◆ **EXERCISE INPUT**:
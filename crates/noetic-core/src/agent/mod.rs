//! Agent — a named, stateful unit of work the orchestrator schedules.
//!
//! `Agent` itself is the bare `tick` capability; scheduling metadata
//! (frequency, priority, enabled flag, running counters) lives on
//! [`AgentHandle`], which every agent is wrapped in before it is handed to
//! an [`orchestrator::Orchestrator`].

pub mod attention_agent;
pub mod cognitive_loop;
pub mod orchestrator;
mod stats;

pub use attention_agent::AttentionAllocationAgent;
pub use stats::AgentStats;

use crate::bank::AttentionBank;
use crate::store::AtomStore;
use async_trait::async_trait;
use parking_lot::Mutex;
use serde::Serialize;
use std::sync::atomic::{AtomicBool, Ordering};
use std::sync::Arc;
use std::time::Instant;

/// Unique agent identifier, a UUID string unless the caller supplies one
/// (mirrors the teacher's `KnowledgeNode` id convention).
pub type AgentId = String;

fn new_agent_id() -> AgentId {
    uuid::Uuid::new_v4().to_string()
}

/// Outcome of one [`AgentHandle::execute`] call.
#[derive(Debug, Clone, Serialize)]
pub enum AgentOutcome {
    /// Disabled, or `shouldRun` returned false; `tick` was not invoked.
    Skipped,
    /// `tick` returned an error; captured as data, never propagated as a
    /// `Result::Err` into the orchestrator.
    Failure(String),
    /// `tick` completed; `summary` is a short, agent-defined description.
    Success { summary: String },
}

/// Construction options for [`AgentHandle::new`]. Mirrors spec §6.1's agent
/// constructor fields.
#[derive(Debug, Clone)]
pub struct AgentConfig {
    /// Explicit id; a fresh UUID is generated if omitted.
    pub id: Option<AgentId>,
    /// The agent is eligible on cycle `c` iff `c % frequency == 0`. Clamped to
    /// at least 1.
    pub frequency: u64,
    /// Higher runs earlier under the `priority`/`attention` scheduling policies.
    pub priority: i32,
    pub enabled: bool,
}

impl Default for AgentConfig {
    fn default() -> Self {
        Self {
            id: None,
            frequency: 1,
            priority: 0,
            enabled: true,
        }
    }
}

/// The single capability every scheduled unit of work exposes.
///
/// Object-safe via `async-trait`, so orchestrators can hold a homogeneous
/// `Vec<Arc<AgentHandle>>` over heterogeneous agent implementations
/// (inference, attention-allocation, pattern-mining, or a caller's own).
#[async_trait]
pub trait Agent: Send + Sync {
    /// Human-readable name; need not be unique (`AgentHandle::id` is).
    fn name(&self) -> &str;

    /// Perform one unit of work against the shared store and bank.
    ///
    /// `Err` marks a failed tick, captured by the orchestrator as
    /// [`AgentOutcome::Failure`] rather than aborting the batch.
    async fn tick(&self, store: &Arc<AtomStore>, bank: &Arc<AttentionBank>) -> Result<String, String>;
}

/// Wraps an [`Agent`] with the scheduling metadata and counters the
/// orchestrator needs: id, frequency, priority, enabled flag, and running
/// stats.
pub struct AgentHandle {
    pub id: AgentId,
    pub name: String,
    pub frequency: u64,
    pub priority: i32,
    enabled: AtomicBool,
    stats: Mutex<AgentStats>,
    agent: Box<dyn Agent>,
}

impl AgentHandle {
    pub fn new(agent: impl Agent + 'static, config: AgentConfig) -> Self {
        let name = agent.name().to_string();
        Self {
            id: config.id.unwrap_or_else(new_agent_id),
            name,
            frequency: config.frequency.max(1),
            priority: config.priority,
            enabled: AtomicBool::new(config.enabled),
            stats: Mutex::new(AgentStats::default()),
            agent: Box::new(agent),
        }
    }

    pub fn is_enabled(&self) -> bool {
        self.enabled.load(Ordering::Relaxed)
    }

    pub fn enable(&self) {
        self.enabled.store(true, Ordering::Relaxed);
    }

    pub fn disable(&self) {
        self.enabled.store(false, Ordering::Relaxed);
    }

    pub fn should_run(&self, cycle: u64) -> bool {
        cycle % self.frequency == 0
    }

    pub fn stats(&self) -> AgentStats {
        self.stats.lock().clone()
    }

    /// Run the execution contract: gate on enabled/`shouldRun`, time the
    /// call, update counters only on non-skipped executions.
    pub async fn execute(&self, store: &Arc<AtomStore>, bank: &Arc<AttentionBank>, cycle: u64) -> AgentOutcome {
        if !self.is_enabled() || !self.should_run(cycle) {
            return AgentOutcome::Skipped;
        }
        let start = Instant::now();
        let result = self.agent.tick(store, bank).await;
        let elapsed = start.elapsed();
        {
            let mut stats = self.stats.lock();
            stats.run_count += 1;
            stats.total_time += elapsed;
            stats.avg_time = stats.total_time / stats.run_count as u32;
            stats.last_run = Some(chrono::Utc::now());
        }
        match result {
            Ok(summary) => AgentOutcome::Success { summary },
            Err(message) => AgentOutcome::Failure(message),
        }
    }
}
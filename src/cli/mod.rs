//! Command-line entry point

pub mod commands;

pub fn run() -> anyhow::Result<()> {
    commands::run()
}
//! Wire protocol shared by evaluator, subject and relay

pub mod types;

pub use types::*;
//! Top-level assessment driver

pub mod coordinator;
pub mod result;

pub use coordinator::Coordinator;
pub use result::AssessmentResult;
// Shared test peers: subject servers, a raw peer and an in-memory relay
#![allow(dead_code)]

use std::collections::HashMap;
use std::sync::Arc;
use std::time::Duration;

use assessor::engine::SessionSettings;
use assessor::environment::{RecordStoreFactory, Task};
use assessor::protocol::{
    PeerStatus, RegisterPeerRequest, RegisterPeerResponse, RelayEnvelope, SubjectRequest,
};
use assessor::subject::http::{read_request, write_response};
use assessor::subject::{Conversation, SubjectAgent, SubjectServer};
use assessor::transport::{DirectTransport, SetupPolicy, Transport};
use assessor::Coordinator;
use async_trait::async_trait;
use serde_json::json;
use tokio::io::BufReader;
use tokio::net::TcpListener;
use tokio::sync::Mutex;

pub const REQUEST_TIMEOUT: Duration = Duration::from_secs(10);

/// Order-cancellation task used across the suites
pub fn order_task() -> Task {
    Task::new("cancel-order-7", "Cancel order 7")
        .with_entry("order_7", json!("pending"))
        .with_entry("order_8", json!("shipped"))
        .expecting("order_7", json!("cancelled"))
}

pub fn settings() -> SessionSettings {
    SessionSettings {
        turn_timeout_ms: 2_000,
        max_turns: 10,
        max_corrections: 2,
        session_retries: 0,
    }
}

pub fn fast_setup() -> SetupPolicy {
    SetupPolicy {
        poll_interval_ms: 10,
        max_poll_interval_ms: 40,
        setup_timeout_ms: 2_000,
        max_polls: 10,
        max_attempts: 2,
    }
}

/// Host `agent` on an ephemeral port; returns its base URL and the server
pub async fn spawn_subject(agent: Arc<dyn SubjectAgent>) -> (String, SubjectServer) {
    let server = SubjectServer::new(agent);
    let (addr, _handle) = server
        .clone()
        .spawn("127.0.0.1:0")
        .await
        .expect("bind subject server");
    (format!("http://{}", addr), server)
}

/// Coordinator with a single direct peer named `subject`
pub fn direct_coordinator(address: &str, settings: SessionSettings) -> Coordinator {
    let direct: Arc<dyn Transport> = Arc::new(
        DirectTransport::new(HashMap::new(), REQUEST_TIMEOUT).with_peer("subject", address),
    );
    Coordinator::new(direct, Arc::new(RecordStoreFactory), settings, fast_setup())
}

/// Never answers
pub struct SilentAgent;

#[async_trait]
impl SubjectAgent for SilentAgent {
    async fn respond(&self, _conversation: &Conversation) -> anyhow::Result<assessor::protocol::Action> {
        tokio::time::sleep(Duration::from_secs(3600)).await;
        anyhow::bail!("woke up")
    }
}

/// Peer that answers every `/turn` with whatever `reply` builds
pub async fn spawn_raw_peer<F>(reply: F) -> String
where
    F: Fn(SubjectRequest) -> String + Send + Sync + 'static,
{
    let listener = TcpListener::bind("127.0.0.1:0").await.unwrap();
    let addr = listener.local_addr().unwrap();
    let reply = Arc::new(reply);

    tokio::spawn(async move {
        loop {
            let Ok((stream, _)) = listener.accept().await else {
                break;
            };
            let reply = reply.clone();
            tokio::spawn(async move {
                let (reader, mut writer) = stream.into_split();
                let mut reader = BufReader::new(reader);
                if let Ok(Some(request)) = read_request(&mut reader).await {
                    let body = match serde_json::from_str::<SubjectRequest>(&request.body) {
                        Ok(req) => (*reply)(req),
                        Err(_) => "{}".to_string(),
                    };
                    let _ = write_response(&mut writer, 200, &body).await;
                }
            });
        }
    });

    format!("http://{}", addr)
}

/// Accepts connections and never writes a byte back
pub async fn spawn_unresponsive_peer() -> String {
    let listener = TcpListener::bind("127.0.0.1:0").await.unwrap();
    let addr = listener.local_addr().unwrap();

    tokio::spawn(async move {
        let mut held = Vec::new();
        while let Ok((stream, _)) = listener.accept().await {
            held.push(stream);
        }
    });

    format!("http://{}", addr)
}

#[derive(Debug, Clone)]
struct RelayPeer {
    token: String,
    checks: u32,
}

#[derive(Default)]
struct RelayState {
    /// peer id -> registration
    peers: HashMap<String, RelayPeer>,
    /// peer id -> subject address, for peers whose controller is up
    routes: HashMap<String, String>,
    /// Checks before a routed peer reports reachable
    ready_after: u32,
    forwarded: Vec<RelayEnvelope>,
}

/// In-memory relay speaking the relay protocol
#[derive(Clone)]
pub struct MockRelay {
    state: Arc<Mutex<RelayState>>,
    client: reqwest::Client,
    pub url: String,
}

impl MockRelay {
    pub async fn spawn(ready_after: u32) -> Self {
        let listener = TcpListener::bind("127.0.0.1:0").await.unwrap();
        let addr = listener.local_addr().unwrap();
        let relay = Self {
            state: Arc::new(Mutex::new(RelayState {
                ready_after,
                ..RelayState::default()
            })),
            client: reqwest::Client::new(),
            url: format!("http://{}", addr),
        };

        let server = relay.clone();
        tokio::spawn(async move {
            loop {
                let Ok((stream, _)) = listener.accept().await else {
                    break;
                };
                let server = server.clone();
                tokio::spawn(async move {
                    let (reader, mut writer) = stream.into_split();
                    let mut reader = BufReader::new(reader);
                    if let Ok(Some(request)) = read_request(&mut reader).await {
                        let (status, body) = server
                            .route(&request.method, &request.path, &request.body)
                            .await;
                        let _ = write_response(&mut writer, status, &body).await;
                    }
                });
            }
        });

        relay
    }

    /// Make `peer_id`'s controller reachable at `address`
    pub async fn connect(&self, peer_id: &str, address: &str) {
        self.state
            .lock()
            .await
            .routes
            .insert(peer_id.to_string(), address.to_string());
    }

    pub async fn is_registered(&self, peer_id: &str) -> bool {
        self.state.lock().await.peers.contains_key(peer_id)
    }

    pub async fn checks(&self, peer_id: &str) -> u32 {
        self.state
            .lock()
            .await
            .peers
            .get(peer_id)
            .map(|p| p.checks)
            .unwrap_or(0)
    }

    pub async fn forwarded(&self) -> Vec<RelayEnvelope> {
        self.state.lock().await.forwarded.clone()
    }

    async fn route(&self, method: &str, path: &str, body: &str) -> (u16, String) {
        let segments: Vec<&str> = path.trim_matches('/').split('/').collect();
        match (method, segments.as_slice()) {
            ("POST", ["peers"]) => self.register(body).await,
            ("POST", ["peers", peer_id, "check"]) => self.check(peer_id).await,
            ("GET", ["peers", peer_id]) => self.status(peer_id).await,
            ("DELETE", ["peers", peer_id]) => {
                self.state.lock().await.peers.remove(*peer_id);
                (200, "{}".to_string())
            }
            ("POST", ["forward"]) => self.forward(body).await,
            _ => (404, json!({"error": "no route"}).to_string()),
        }
    }

    async fn register(&self, body: &str) -> (u16, String) {
        let Ok(request) = serde_json::from_str::<RegisterPeerRequest>(body) else {
            return (400, "{}".to_string());
        };
        let mut state = self.state.lock().await;
        let peer = state
            .peers
            .entry(request.peer_id.clone())
            .or_insert_with(|| RelayPeer {
                token: format!("tok-{}", request.peer_id),
                checks: 0,
            });
        let response = RegisterPeerResponse {
            peer_id: request.peer_id,
            token: peer.token.clone(),
        };
        (200, serde_json::to_string(&response).unwrap())
    }

    async fn check(&self, peer_id: &str) -> (u16, String) {
        let mut state = self.state.lock().await;
        match state.peers.get_mut(peer_id) {
            Some(peer) => {
                peer.checks += 1;
                (200, "{}".to_string())
            }
            None => (404, "{}".to_string()),
        }
    }

    async fn status(&self, peer_id: &str) -> (u16, String) {
        let state = self.state.lock().await;
        let Some(peer) = state.peers.get(peer_id) else {
            return (404, json!({"error": "unknown peer"}).to_string());
        };
        let reachable = state.routes.contains_key(peer_id) && peer.checks >= state.ready_after;
        let status = PeerStatus {
            peer_id: peer_id.to_string(),
            token: peer.token.clone(),
            reachable,
            agent_count: if reachable { 1 } else { 0 },
        };
        (200, serde_json::to_string(&status).unwrap())
    }

    async fn forward(&self, body: &str) -> (u16, String) {
        let Ok(envelope) = serde_json::from_str::<RelayEnvelope>(body) else {
            return (400, "{}".to_string());
        };

        let target = {
            let mut state = self.state.lock().await;
            state.forwarded.push(envelope.clone());
            state
                .peers
                .iter()
                .find(|(_, peer)| peer.token == envelope.token)
                .and_then(|(peer_id, _)| state.routes.get(peer_id).cloned())
        };
        let Some(address) = target else {
            return (404, json!({"error": "unknown token"}).to_string());
        };

        let response = match self
            .client
            .post(format!("{}/turn", address))
            .json(&envelope.payload)
            .send()
            .await
        {
            Ok(r) => r,
            Err(e) => return (502, json!({"error": e.to_string()}).to_string()),
        };
        let status = response.status().as_u16();
        let body = response.text().await.unwrap_or_default();
        (status, body)
    }
}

◆ **TRY IT**:
In the material above, how many lines hold the word "bind"? Say only the number.

◆ **REPLY**:
4